Abdesselam Tazi recrutava jiadistas para a Síria? Julgamento começa esta segunda-feira em Lisboa
Marroquino de 65 anos é acusado de vários crimes de terrorismo mas a defesa alega que não existem provas contra o ex-polícia. Alegado cúmplice foi detido em França quando estaria a preparar dois atentados naquele país
Abdesselam Tazi encontra-se em prisão preventiva na cadeia de alta segurança de Monsanto há dois anos. Há precisamente um ano, o marroquino de 65 anos foi acusado pelos procuradores do Departamento Central de Investigação e Ação Penal (DCIAP) por um crime de adesão a organização terrorista internacional, outro de falsificação com vista ao terrorismo, quatro de uso de documento falso com vista ao financiamento do terrorismo, um de recrutamento para terrorismo e um de finaciamento do terrorismo.
Esta segunda-feira de manhã, o ex-polícia nascido em Fez começa a ser julgado no Juízo Central Criminal de Lisboa.
Ao Expresso, o advogado do ex-polícia marroquino, Lopes Guerreiro, é taxativo: "Não há provas que Tazi é terrorista ou tenha angariado pessoas para o Estado Islâmico". E defende que este processo "nasceu torto" já que, na sua ótica, o Ministério Público (MP) baseia-se nas informações prestadas por uma testemunha-chave, o irmão do cúmplice de Tazi, que "em sede da instrução deu o dito pelo não dito".
As autoridades suspeitam que Tazi usou cartões de crédito para financiar as atividades de recrutamento de jovens para o autodenominado Estado Islâmico (Daesh). E de acordo com a investigação, persuadiu pelo menos dois cidadãos marroquinos, que também passaram por Portugal, para se juntar à organização terrorista na Síria. Seria-lhes prometido um salário de 1800 dólares (cerca de 1600 euros) para lutar no califado.
O acusado é conhecido pela alcunha de "Salim Adam" e chegou a ser preso na Alemanha no verão de 2016 por fraude informática. Acabou por ser extraditado para Portugal. A defesa garante que este é o único crime pelo qual é suspeito.
Hicham El Hanafi, o alegado cúmplice marroquino de 29 anos com quem viajou para Portugal, foi detido em França em novembro de 2016 por suspeitas de preparar dois atentados naquele país nos mercados de Natal. As autoridades suspeitam que Tazi financiou as atividades terroristas de Hanafi.
Os dois homens aterraram no aeroporto da Portela a 23 de setembro de 2013 num voo proveniente de Bissau com passaportes falsos. Alegaram ser perseguidos em Marrocos por motivos políticos, obtendo o estatuto de refugiados e autorização de residência em Portugal. Nos anos seguintes, viveram entre Aveiro e Lisboa.
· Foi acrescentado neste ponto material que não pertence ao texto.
// crates/hg_numerics/src/remainder.rs

//! Riemann-Siegel 余项（Gabcke 级数）
//!
//! ```text
//! R = (−1)^(N−1) · (t/2π)^(−1/4) · Σ_{j=0}^{4} C_j(p) · (t/2π)^(−j/2)
//! C_j(p) = Σ_{i=0}^{43} coeff[j][i] · (1 − 2p)^(2i + j mod 2)
//! ```
//!
//! 两层累加的顺序固定：内层按 i 升序，外层按 j 升序。
//! 符号约定（N 为偶数时取负，变量取 1 − 2p）已用公开的 Z(t) 参考值核对。

use rug::ops::Pow;
use rug::Float;
use serde::{Deserialize, Serialize};

use crate::gabcke::{GabckeTable, GABCKE_NUM_POWERS_P};

/// 主和截断指标 N 的奇偶性
#[derive(Debug, Clone, Copy, PartialEq, Eq, Hash, Serialize, Deserialize)]
#[serde(rename_all = "lowercase")]
pub enum Parity {
    /// 偶数
    Even,
    /// 奇数
    Odd,
}

impl Parity {
    /// 求 n 的奇偶性
    #[inline]
    pub fn of(n: u64) -> Self {
        if n % 2 == 0 {
            Self::Even
        } else {
            Self::Odd
        }
    }

    /// 是否为偶数
    #[inline]
    pub fn is_even(&self) -> bool {
        matches!(self, Self::Even)
    }
}

/// 计算余项
///
/// - `t_over_2pi`: t/2π
/// - `parity`: N 的奇偶性
/// - `p`: √(t/2π) 的小数部分
/// - `bits`: 必须与系数表位宽一致，否则 panic
pub fn rs_remainder(
    table: &GabckeTable,
    t_over_2pi: &Float,
    parity: Parity,
    p: &Float,
    bits: u32,
) -> Float {
    assert_eq!(table.bits(), bits, "系数表与请求的位宽不一致");

    // (t/2π)^(-1/4)：先取倒数平方根，再开方
    let t_fraction = Float::with_val(bits, t_over_2pi.recip_sqrt_ref()).sqrt();

    // FACTOR = tFraction · (−1)^(N−1)
    let factor = if parity.is_even() {
        -t_fraction.clone()
    } else {
        t_fraction.clone()
    };

    // AdjP = 1 − 2P，预计算 AdjP^0..AdjP^87
    let adj_p = 1u32 - Float::with_val(bits, p * 2u32);
    let mut powers = Vec::with_capacity(GABCKE_NUM_POWERS_P);
    powers.push(Float::with_val(bits, 1u32));
    for k in 1..GABCKE_NUM_POWERS_P {
        let next = Float::with_val(bits, &powers[k - 1] * &adj_p);
        powers.push(next);
    }

    let mut total = Float::new(bits);
    for (j, row) in table.rows().enumerate() {
        // 偶数 C_j 占偶次幂，奇数 C_j 占奇次幂
        let offset = j % 2;
        let mut cj = Float::new(bits);
        for (i, coeff) in row.iter().enumerate() {
            cj += Float::with_val(bits, &powers[2 * i + offset] * coeff);
        }
        log::trace!("余项 C{} = {:e}", j, cj.to_f64());

        let scale = Float::with_val(bits, (&t_fraction).pow(2 * j as u32));
        total += scale * cj;
    }

    total * factor
}

#[cfg(test)]
mod tests {
    use super::*;
    use hg_config::PrecisionContext;

    fn setup() -> (PrecisionContext, GabckeTable) {
        let ctx = PrecisionContext::new(256).unwrap();
        let table = GabckeTable::new(&ctx).unwrap();
        (ctx, table)
    }

    #[test]
    fn test_parity() {
        assert_eq!(Parity::of(0), Parity::Even);
        assert_eq!(Parity::of(3), Parity::Odd);
        assert!(Parity::of(8).is_even());
    }

    #[test]
    fn test_remainder_at_100() {
        let (ctx, table) = setup();
        let t_over_2pi = Float::with_val(256, ctx.float(100u32) / ctx.two_pi());
        let p = Float::with_val(256, t_over_2pi.sqrt_ref()) - 3u32;
        let r = rs_remainder(&table, &t_over_2pi, Parity::Odd, &p, 256);
        let expected = ctx.parse_float("0.4532459372702074464994697").unwrap();
        let diff = Float::with_val(256, &r - &expected).abs();
        assert!(diff < 1e-22, "diff = {}", diff);
    }

    #[test]
    #[should_panic(expected = "位宽不一致")]
    fn test_mismatched_bits_panics() {
        let (ctx, table) = setup();
        let t_over_2pi = ctx.float(50u32);
        let p = ctx.float(0.25f64);
        rs_remainder(&table, &t_over_2pi, Parity::Odd, &p, 128);
    }

    #[test]
    fn test_parity_flips_sign() {
        let (ctx, table) = setup();
        let t_over_2pi = ctx.float(50u32);
        let p = ctx.float(0.25f64);
        let odd = rs_remainder(&table, &t_over_2pi, Parity::Odd, &p, 256);
        let even = rs_remainder(&table, &t_over_2pi, Parity::Even, &p, 256);
        assert_eq!(odd, -even);
    }

    #[test]
    fn test_midpoint_uses_only_constant_terms() {
        // p = 1/2 ⇒ AdjP = 0，只剩 C0、C2、C4 的常数项
        let (ctx, table) = setup();
        let t_over_2pi = ctx.float(16u32);
        let p = ctx.float(0.5f64);
        let r = rs_remainder(&table, &t_over_2pi, Parity::Odd, &p, 256);

        // tFraction = 16^(-1/4) = 1/2
        let expected = (Float::with_val(256, table.coefficient(0, 0))
            + Float::with_val(256, table.coefficient(2, 0)) / 16u32
            + Float::with_val(256, table.coefficient(4, 0)) / 256u32)
            / 2u32;
        let diff = Float::with_val(256, &r - &expected).abs();
        assert!(diff < 1e-70, "diff = {}", diff);
    }
}
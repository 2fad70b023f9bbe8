// crates/hg_config/src/limits.rs

//! 数值定义域与会话参数的取值范围
//!
//! 所有算法只在这些范围内推导过。调用方（命令行、上层服务）负责在
//! 进入计算核心前完成验证，核心热路径不再重复检查。
//!
//! | 参数 | 范围 | 说明 |
//! |------|------|------|
//! | Hardy t | [1, 1.15e20] | 超出后主和截断指标 N 超过 u64 |
//! | t 增量 | [1e-32, 1.15e10] | |
//! | 批量数 | [1, 9999] | |
//! | Gram t | [100, 2e30] | |
//! | Gram N | [-1, 2e32] | |
//! | Gram 精度 | [1, 32] 位十进制 | |
//! | 线程数 | [1, 8] | |
//! | 位宽 | [64, 1024] | 默认 256 |

use hg_foundation::{HgError, HgResult};

/// 默认位宽
pub const PRECISION_BITS_DEFAULT: u32 = 256;
/// 最小位宽
pub const PRECISION_BITS_MIN: u32 = 64;
/// 最大位宽
pub const PRECISION_BITS_MAX: u32 = 1024;

/// 最少工作线程
pub const WORKERS_MIN: usize = 1;
/// 最多工作线程
pub const WORKERS_MAX: usize = 8;

/// Hardy Z 的 t 下限
pub const HARDY_T_MIN: f64 = 1.0;
/// Hardy Z 的 t 上限
pub const HARDY_T_MAX: f64 = 1.15e20;

/// t 增量下限
pub const T_INCR_MIN: f64 = 1e-32;
/// t 增量上限
pub const T_INCR_MAX: f64 = 1.15e10;

/// 批量最少个数
pub const COUNT_MIN: usize = 1;
/// 批量最多个数
pub const COUNT_MAX: usize = 9999;

/// Gram 反查 t 下限
pub const GRAM_T_MIN: f64 = 100.0;
/// Gram 反查 t 上限
pub const GRAM_T_MAX: f64 = 2e30;

/// Gram 序号下限
pub const GRAM_N_MIN: f64 = -1.0;
/// Gram 序号上限
pub const GRAM_N_MAX: f64 = 2e32;

/// 二分迭代默认上限
pub const GRAM_LOOP_MAX: usize = 1000;

/// 检查 Hardy Z 的 t
pub fn check_hardy_t(t: f64) -> HgResult<()> {
    HgError::check_range("hardy_t", t, HARDY_T_MIN, HARDY_T_MAX)
}

/// 检查 t 增量
pub fn check_increment(incr: f64) -> HgResult<()> {
    HgError::check_range("t_increment", incr, T_INCR_MIN, T_INCR_MAX)
}

/// 检查批量个数
pub fn check_count(count: usize) -> HgResult<()> {
    HgError::check_int_range("count", count as i64, COUNT_MIN as i64, COUNT_MAX as i64)
}

/// 检查工作线程数
pub fn check_workers(workers: usize) -> HgResult<()> {
    HgError::check_int_range(
        "workers",
        workers as i64,
        WORKERS_MIN as i64,
        WORKERS_MAX as i64,
    )
}

/// 检查 Gram 反查的 t
pub fn check_gram_t(t: f64) -> HgResult<()> {
    HgError::check_range("gram_t", t, GRAM_T_MIN, GRAM_T_MAX)
}

/// 检查 Gram 序号
pub fn check_gram_n(n: f64) -> HgResult<()> {
    HgError::check_range("gram_n", n, GRAM_N_MIN, GRAM_N_MAX)
}

#[cfg(test)]
mod tests {
    use super::*;

    #[test]
    fn test_hardy_t_range() {
        assert!(check_hardy_t(14.134725).is_ok());
        assert!(check_hardy_t(0.5).is_err());
        assert!(check_hardy_t(2e20).is_err());
    }

    #[test]
    fn test_increment_range() {
        assert!(check_increment(1e-32).is_ok());
        assert!(check_increment(0.0).is_err());
        assert!(check_increment(-1.0).is_err());
    }

    #[test]
    fn test_count_and_workers() {
        assert!(check_count(1).is_ok());
        assert!(check_count(9999).is_ok());
        assert!(check_count(0).is_err());
        assert!(check_count(10_000).is_err());
        assert!(check_workers(8).is_ok());
        assert!(check_workers(9).is_err());
    }

    #[test]
    fn test_gram_ranges() {
        assert!(check_gram_t(100.0).is_ok());
        assert!(check_gram_t(99.0).is_err());
        assert!(check_gram_n(-1.0).is_ok());
        assert!(check_gram_n(-2.0).is_err());
        assert!(check_gram_n(1e32).is_ok());
    }
}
As autoridades vigiaram os dois homens quase desde o início da sua presença em território nacional e seguiram de perto algumas das viagens por países da Europa e até pela América do Sul. De acordo com a PJ e SIS, este périplo internacional teria um único objetivo: o financiamento do terrorismo de cariz jiadista.
Guerra com Ivo Rosa
O caso gerou uma polémica extra, quando em novembro do ano passado o Tribunal da Relação de Lisboa desmontou alguns dos principais argumentos do juiz de instrução Ivo Rosa.
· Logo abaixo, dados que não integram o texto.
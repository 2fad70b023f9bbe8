// crates/hg_config/src/error.rs

//! 配置层错误类型

use hg_foundation::HgError;

/// 配置错误
#[derive(Debug, thiserror::Error)]
pub enum ConfigError {
    /// IO 错误
    #[error("IO 错误: {0}")]
    Io(#[from] std::io::Error),

    /// 解析错误
    #[error("解析错误: {0}")]
    Parse(String),

    /// 无效值
    #[error("无效值 '{key}': {value} - {reason}")]
    InvalidValue {
        /// 配置键
        key: String,
        /// 配置值
        value: String,
        /// 原因
        reason: String,
    },

    /// 精度上下文无法建立
    #[error(transparent)]
    Precision(#[from] HgError),
}

impl From<ConfigError> for HgError {
    fn from(err: ConfigError) -> Self {
        match err {
            ConfigError::Io(e) => HgError::from(e),
            ConfigError::Parse(message) => HgError::parse("session config", message),
            ConfigError::InvalidValue { key, value, reason } => {
                HgError::invalid_config(key, value, reason)
            }
            ConfigError::Precision(e) => e,
        }
    }
}
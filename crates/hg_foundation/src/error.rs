// crates/hg_foundation/src/error.rs

//! 错误处理模块，定义统一错误类型
//!
//! 提供 `HgError` 枚举和 `HgResult` 类型别名，用于整个项目的错误处理。
//!
//! # 设计原则
//!
//! 1. **层次化**: 基础层只定义核心错误，批处理相关错误在 hg_workflow 中定义
//! 2. **易用性**: 提供便捷的构造方法
//! 3. **可追溯**: 支持错误链
//!
//! # 示例
//!
//! ```
//! use hg_foundation::error::{HgError, HgResult};
//!
//! fn check_bits(bits: u32) -> HgResult<()> {
//!     HgError::check_range("precision_bits", bits as f64, 64.0, 1024.0)
//! }
//!
//! assert!(check_bits(256).is_ok());
//! assert!(check_bits(32).is_err());
//! ```

use thiserror::Error;

/// 统一结果类型
pub type HgResult<T> = Result<T, HgError>;

/// HardyGram 错误类型
#[derive(Error, Debug)]
pub enum HgError {
    // ========================================================================
    // 数值域错误
    // ========================================================================

    /// 输入超出算法推导所适用的范围
    #[error("输入超出定义域: {what}={value}")]
    InputOutOfDomain {
        /// 参数名
        what: &'static str,
        /// 实际值（十进制文本，保留任意精度）
        value: String,
    },

    /// 二分迭代在上限内未达到要求的容差
    #[error("Gram 点 g_{index} 未收敛: {iterations} 次迭代后 |θ(t) - nπ| = {delta:e}")]
    NonConvergence {
        /// Gram 点序号
        index: String,
        /// 已执行的迭代次数
        iterations: usize,
        /// 最后一次的 θ(mid) - nπ
        delta: f64,
    },

    /// 精度上下文配置错误
    #[error("精度配置错误: {message}")]
    PrecisionConfiguration {
        /// 具体错误信息
        message: String,
    },

    // ========================================================================
    // 配置与解析错误
    // ========================================================================

    /// 数据超出范围
    #[error("数据超出范围: {field}={value}, 期望范围=[{min}, {max}]")]
    OutOfRange {
        /// 字段名
        field: &'static str,
        /// 实际值
        value: f64,
        /// 最小允许值
        min: f64,
        /// 最大允许值
        max: f64,
    },

    /// 配置值无效
    #[error("配置值无效: {key}={value}, 原因: {reason}")]
    InvalidConfig {
        /// 配置键名
        key: String,
        /// 配置值
        value: String,
        /// 无效原因说明
        reason: String,
    },

    /// 数值字面量解析失败
    #[error("解析错误: '{literal}': {message}")]
    Parse {
        /// 原始文本
        literal: String,
        /// 错误信息
        message: String,
    },

    /// IO 错误
    #[error("IO错误: {message}")]
    Io {
        /// 描述性错误信息
        message: String,
        #[source]
        /// 可选的底层 IO 错误
        source: Option<std::io::Error>,
    },

    /// 内部错误
    #[error("内部错误: {message}")]
    Internal {
        /// 内部错误描述
        message: String,
    },
}

// ========================================================================
// 便捷构造方法
// ========================================================================

impl HgError {
    /// 输入超出定义域
    pub fn out_of_domain(what: &'static str, value: impl ToString) -> Self {
        Self::InputOutOfDomain {
            what,
            value: value.to_string(),
        }
    }

    /// 二分未收敛
    pub fn non_convergence(index: impl ToString, iterations: usize, delta: f64) -> Self {
        Self::NonConvergence {
            index: index.to_string(),
            iterations,
            delta,
        }
    }

    /// 精度配置错误
    pub fn precision(message: impl Into<String>) -> Self {
        Self::PrecisionConfiguration {
            message: message.into(),
        }
    }

    /// 数据超出范围
    pub fn out_of_range(field: &'static str, value: f64, min: f64, max: f64) -> Self {
        Self::OutOfRange {
            field,
            value,
            min,
            max,
        }
    }

    /// 配置值无效
    pub fn invalid_config(
        key: impl Into<String>,
        value: impl Into<String>,
        reason: impl Into<String>,
    ) -> Self {
        Self::InvalidConfig {
            key: key.into(),
            value: value.into(),
            reason: reason.into(),
        }
    }

    /// 解析错误
    pub fn parse(literal: impl Into<String>, message: impl ToString) -> Self {
        Self::Parse {
            literal: literal.into(),
            message: message.to_string(),
        }
    }

    /// IO 错误
    pub fn io(message: impl Into<String>) -> Self {
        Self::Io {
            message: message.into(),
            source: None,
        }
    }

    /// 内部错误
    pub fn internal(message: impl Into<String>) -> Self {
        Self::Internal {
            message: message.into(),
        }
    }

    /// 是否为可恢复的未收敛诊断
    pub fn is_non_convergence(&self) -> bool {
        matches!(self, Self::NonConvergence { .. })
    }
}

// ========================================================================
// 验证辅助方法
// ========================================================================

impl HgError {
    /// 检查值是否在闭区间内
    #[inline]
    pub fn check_range(field: &'static str, value: f64, min: f64, max: f64) -> HgResult<()> {
        if value.is_nan() || value < min || value > max {
            Err(Self::out_of_range(field, value, min, max))
        } else {
            Ok(())
        }
    }

    /// 检查整数是否在闭区间内
    #[inline]
    pub fn check_int_range(field: &'static str, value: i64, min: i64, max: i64) -> HgResult<()> {
        if value < min || value > max {
            Err(Self::out_of_range(field, value as f64, min as f64, max as f64))
        } else {
            Ok(())
        }
    }
}

// ========================================================================
// 标准库错误转换
// ========================================================================

impl From<std::io::Error> for HgError {
    fn from(err: std::io::Error) -> Self {
        Self::Io {
            message: err.to_string(),
            source: Some(err),
        }
    }
}

// ========================================================================
// 宏
// ========================================================================

/// 条件不满足时提前返回错误
#[macro_export]
macro_rules! ensure {
    ($cond:expr, $err:expr $(,)?) => {
        if !($cond) {
            return Err($err.into());
        }
    };
}

/// 从 `Option` 取值，`None` 时提前返回错误
#[macro_export]
macro_rules! require {
    ($opt:expr, $err:expr $(,)?) => {
        match $opt {
            Some(v) => v,
            None => return Err($err.into()),
        }
    };
}

// ========================================================================
// 测试
// ========================================================================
Meses antes, o polémico magistrado − que também tem em mãos a instrução da Operação Marquês − considerou que não havia razões para acusar o marroquino Abdesselam Tazi dos crimes de terrorismo, deitando por terra a acusação do DCIAP.
Para Ivo Rosa só fazia sentido pronunciar este ex-polícia por falsificação de documentos e contrafação de moeda. Mas os desembargadores decidiram em sentido contrário, dando razão a um recurso do Ministério Público.
No acórdão da Relação, é referido que “causa evidente perplexidade” que o juiz de instrução não tivesse aceitado alguns dos factos descritos na acusação; “não se vislumbra” que tenham sido confundidos meios de prova; ou que Ivo Rosa “deveria ter tido em consideração” algumas das provas em vez de as ter “omitido” na sua fundamentação.
A Relação corroborou as principais suspeitas dos procuradores do caso.